I know from my work on supporting Flash on Android that we use a SurfaceTexture there to render video layers from the plugin. It worked really well most of the time. We can use that with MediaCodec too. With this output path we don’t ever see the raw data; it goes straight into the Surface attached to the SurfaceTexture. You can then composite it with OpenGL and the crazy format conversions are done by the GPU. Pretty nice! I think handling all the different YUV conversions would’ve been a huge source of pain, so I was happy to eliminate that entire class of bugs. I imagine the GPU conversions are probably faster, too.

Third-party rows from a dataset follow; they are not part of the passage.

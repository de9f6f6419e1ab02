//! A byte-bounded, thread-safe cache with pluggable eviction strategies.
//!
//! # Features
//! - **Four strategies**: FIFO, LRU (segmented for low contention), LFU and
//!   ARC, selected by [`StrategyKind`] or by name.
//! - **Byte accounting**: every entry costs `key.len() + value.len()` against
//!   the configured capacity.
//! - **TTL sweeps**: a background [`Janitor`] removes entries that have not
//!   been touched within the TTL; it can be replaced or stopped at runtime.
//! - **Eviction listeners**: run on a dedicated notifier thread, outside of
//!   any cache lock.
//! - **Metrics**: hit/miss and eviction counters via [`MetricsSnapshot`].

pub mod builder;
pub mod cache;
pub mod entry;
pub mod error;
pub mod listener;
pub mod metrics;
pub mod policy;
pub mod task;
pub mod value;

pub use builder::CacheBuilder;
pub use cache::Cache;
pub use entry::Entry;
pub use error::BuildError;
pub use listener::{EvictionListener, EvictionReason, SharedListener};
pub use metrics::MetricsSnapshot;
pub use policy::{new_strategy, CacheStrategy, Hit, Strategy, StrategyKind};
pub use task::janitor::Janitor;
pub use value::{ByteView, Value};
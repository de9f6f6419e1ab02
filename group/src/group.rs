use crate::config::GroupConfig;
use crate::error::{Error, Result};
use crate::peers::{FetchContext, Fetcher, Picker};
use crate::retriever::{RetrieveError, Retriever};
use crate::singleflight::SingleFlight;
use crate::stats::{GroupStats, GroupStatsSnapshot};

use shoal_cache::{ByteView, Cache, MetricsSnapshot, StrategyKind};

use std::fmt;
use std::sync::Arc;
use std::time::Duration;

use parking_lot::RwLock;

/// A named cache namespace.
///
/// A `get` is answered from the local cache when possible. Misses go through
/// one deduplicated load per key: the owning peer is asked first, and the
/// source of truth is the fallback when no peer owns the key or the peer
/// fails.
pub struct Group {
  name: String,
  cache: Cache<ByteView>,
  /// Keys the source of truth reported missing, with their report time.
  negative: Option<(Cache<ByteView>, Duration)>,
  retriever: Arc<dyn Retriever>,
  picker: RwLock<Option<Arc<dyn Picker>>>,
  flight: SingleFlight<ByteView, Error>,
  fetch_timeout: Option<Duration>,
  populate_on_peer_hit: bool,
  stats: GroupStats,
}

impl Group {
  /// Builds a group from a validated configuration.
  pub fn new<R>(name: impl Into<String>, config: &GroupConfig, retriever: R) -> Result<Self>
  where
    R: Retriever + 'static,
  {
    Self::with_retriever(name, config, Arc::new(retriever))
  }

  pub fn with_retriever(name: impl Into<String>, config: &GroupConfig, retriever: Arc<dyn Retriever>) -> Result<Self> {
    let name = name.into();
    if name.is_empty() {
      return Err(Error::InvalidArgument("group name must not be empty".to_owned()));
    }
    config.validate()?;

    let mut builder = Cache::builder()
      .name(name.clone())
      .strategy(config.strategy_kind()?)
      .capacity(config.capacity_bytes)
      .segments(config.lru_segments);
    if let Some(ttl) = config.ttl {
      builder = builder.time_to_live(ttl);
    }
    if let Some(interval) = config.cleanup_interval {
      builder = builder.cleanup_interval(interval);
    }
    let cache = builder.build()?;

    let negative = match config.negative_ttl {
      Some(ttl) => {
        let cache = Cache::builder()
          .name(format!("{}-negative", name))
          .strategy(StrategyKind::Fifo)
          .capacity(config.capacity_bytes)
          .time_to_live(ttl)
          .build()?;
        Some((cache, ttl))
      }
      None => None,
    };

    tracing::info!(group = %name, strategy = %config.strategy, capacity = config.capacity_bytes, "group created");

    Ok(Self {
      name,
      cache,
      negative,
      retriever,
      picker: RwLock::new(None),
      flight: SingleFlight::new(config.singleflight_ttl),
      fetch_timeout: config.fetch_timeout,
      populate_on_peer_hit: config.populate_on_peer_hit,
      stats: GroupStats::default(),
    })
  }

  pub fn name(&self) -> &str {
    &self.name
  }

  /// Attaches the peer picker. A group accepts exactly one.
  pub fn register_peers(&self, picker: Arc<dyn Picker>) -> Result<()> {
    let mut slot = self.picker.write();
    if slot.is_some() {
      return Err(Error::DoubleRegistration(format!("peer picker for group '{}'", self.name)));
    }
    *slot = Some(picker);
    tracing::debug!(group = %self.name, "peer picker registered");
    Ok(())
  }

  pub fn has_peers(&self) -> bool {
    self.picker.read().is_some()
  }

  /// Returns the value for `key`, loading it on a cache miss.
  pub fn get(&self, key: &str) -> Result<ByteView> {
    if key.is_empty() {
      return Err(Error::InvalidArgument("key must not be empty".to_owned()));
    }
    GroupStats::incr(&self.stats.gets);

    if let Some(value) = self.cache.get(key) {
      GroupStats::incr(&self.stats.cache_hits);
      tracing::trace!(group = %self.name, key, "cache hit");
      return Ok(value);
    }

    GroupStats::incr(&self.stats.loads);
    self.flight.call(key, || self.load(key))
  }

  /// Drops `key` from the local cache and from any recent-result caches.
  pub fn remove(&self, key: &str) -> Option<ByteView> {
    self.flight.forget(key);
    if let Some((negative, _)) = &self.negative {
      negative.remove(key);
    }
    self.cache.remove(key)
  }

  fn load(&self, key: &str) -> Result<ByteView> {
    if self.is_known_missing(key) {
      GroupStats::incr(&self.stats.negative_hits);
      return Err(Error::NotFound(key.to_owned()));
    }

    let picker = self.picker.read().clone();
    if let Some(fetcher) = picker.and_then(|picker| picker.pick(key)) {
      match self.load_from_peer(fetcher.as_ref(), key) {
        Ok(value) => {
          GroupStats::incr(&self.stats.peer_loads);
          if self.populate_on_peer_hit {
            self.cache.put(key, value.clone());
          }
          return Ok(value);
        }
        Err(err) => {
          GroupStats::incr(&self.stats.peer_errors);
          tracing::warn!(group = %self.name, key, peer = fetcher.peer(), error = %err, "remote fetch failed; loading locally");
        }
      }
    }

    self.load_locally(key)
  }

  fn load_from_peer(&self, fetcher: &dyn Fetcher, key: &str) -> Result<ByteView> {
    let ctx = FetchContext::new(self.fetch_timeout);
    let failed = |reason: String| Error::RemoteFetchFailed {
      key: key.to_owned(),
      reason,
    };

    let bytes = fetcher
      .fetch(&ctx, &self.name, key)
      .map_err(|err| failed(err.to_string()))?;
    if ctx.is_expired() {
      return Err(failed("response arrived after the deadline".to_owned()));
    }
    Ok(ByteView::new(bytes))
  }

  fn load_locally(&self, key: &str) -> Result<ByteView> {
    match self.retriever.retrieve(key) {
      Ok(bytes) => {
        GroupStats::incr(&self.stats.local_loads);
        let value = ByteView::new(bytes);
        self.cache.put(key, value.clone());
        Ok(value)
      }
      Err(RetrieveError::NotFound) => {
        if let Some((negative, _)) = &self.negative {
          negative.put(key, ByteView::default());
        }
        Err(Error::NotFound(key.to_owned()))
      }
      Err(RetrieveError::Unavailable(reason)) => {
        GroupStats::incr(&self.stats.local_load_errors);
        tracing::warn!(group = %self.name, key, %reason, "source of truth failed");
        Err(Error::SourceUnavailable(reason))
      }
    }
  }

  fn is_known_missing(&self, key: &str) -> bool {
    let Some((negative, ttl)) = &self.negative else {
      return false;
    };
    match negative.get_with_timestamp(key) {
      Some((_, Some(at))) if at.elapsed() < *ttl => true,
      Some(_) => {
        negative.remove(key);
        false
      }
      None => false,
    }
  }

  pub fn stats(&self) -> GroupStatsSnapshot {
    self.stats.snapshot(self.flight.suppressed())
  }

  pub fn cache_metrics(&self) -> MetricsSnapshot {
    self.cache.metrics()
  }

  /// The group's local cache.
  pub fn cache(&self) -> &Cache<ByteView> {
    &self.cache
  }

  /// Stops background work and releases the peer picker. The group still
  /// answers gets afterwards, without TTL sweeps.
  pub fn shutdown(&self) {
    self.cache.stop_cleanup();
    if let Some((negative, _)) = &self.negative {
      negative.stop_cleanup();
    }
    self.flight.stop();
    if let Some(picker) = self.picker.read().as_ref() {
      picker.shutdown();
    }
    tracing::info!(group = %self.name, "group shut down");
  }
}

impl fmt::Debug for Group {
  fn fmt(&self, f: &mut fmt::Formatter<'_>) -> fmt::Result {
    f.debug_struct("Group")
      .field("name", &self.name)
      .field("cache", &self.cache)
      .field("has_peers", &self.has_peers())
      .field("populate_on_peer_hit", &self.populate_on_peer_hit)
      .finish_non_exhaustive()
  }
}
use shoal_cache::BuildError;

use thiserror::Error;

/// The error type for group operations.
///
/// `Clone` so that one in-flight load can hand the same result to every
/// caller waiting on it.
#[derive(Debug, Clone, PartialEq, Eq, Error)]
pub enum Error {
  #[error("invalid argument: {0}")]
  InvalidArgument(String),

  #[error("unsupported cache strategy '{0}'")]
  UnsupportedStrategy(String),

  #[error("key '{0}' not found")]
  NotFound(String),

  #[error("remote fetch for key '{key}' failed: {reason}")]
  RemoteFetchFailed { key: String, reason: String },

  #[error("source of truth unavailable: {0}")]
  SourceUnavailable(String),

  #[error("{0} is already registered")]
  DoubleRegistration(String),

  #[error("invalid configuration value for '{field}': {message}")]
  Config { field: String, message: String },
}

impl Error {
  pub(crate) fn config(field: &str, message: impl Into<String>) -> Self {
    Error::Config {
      field: field.to_owned(),
      message: message.into(),
    }
  }
}

impl From<BuildError> for Error {
  fn from(err: BuildError) -> Self {
    match err {
      BuildError::UnsupportedStrategy(name) => Error::UnsupportedStrategy(name),
      BuildError::ZeroSegments => Error::config("lru_segments", "must be at least 1"),
      BuildError::ZeroInterval => Error::config("cleanup_interval", "must be greater than zero"),
    }
  }
}

/// A specialized `Result` type for `shoal_group` operations.
pub type Result<T, E = Error> = std::result::Result<T, E>;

There is one problem with this. Sometimes we need to do something with the video other than composite it onto the screen with OpenGL. One common usage is to draw the video into a canvas (either 2D or WebGL). Now we have a problem, because the only way to get stuff out of the SurfaceTexture (and the attached Surface) is to draw it with OpenGL. Initially, my plan to handle this was to ask the compositor to draw this single SurfaceTexture separately into a temporary FBO, read it back, and give me those bits. It worked, but boy was it ugly. There has to be a better way, right? There is, but it’s still not great. SurfaceTexture, as of Jelly Bean, allows you to attach and detach a GL context. Once attached, the updateTexImage() call updates whatever texture you attached. Detaching frees that texture, and makes the SurfaceTexture able to be attached to another texture (or GL context). My idea was to only attach the compositor to the SurfaceTexture while it was drawing it, and detach after. This would leave the SurfaceTexture able to be consumed by another GL context/texture. For doing the readback, we just attach to a context created specifically for this purpose on the main thread, blit the texture to a FBO, read the pixels, detach. Performance is not great, as glReadPixels() always seems to be slow on mobile GPUs, but it works. And it doesn’t involve IPC to the compositor. I had to resort to a little hack to make some of this work well, though. Right now there is no way to create a SurfaceTexture in an initially detached state. You must always pass a texture in the constructor, so I pass 0 and then immediately call detachFromGLContext(). Pretty crappy, but it should be relatively safe. I filed an Android bug to request a no-arg constructor for SurfaceTexture more than two years ago, but nothing has happened. I’m not sure why Google even allows people to file stuff, honestly.

tl;dr: Video decoding should be much better in Firefox for Android as of today’s Nightly if you are on Jelly Bean or higher. Please give it a try, especially if you’ve had problems in the past. Also, file bugs if you have issues!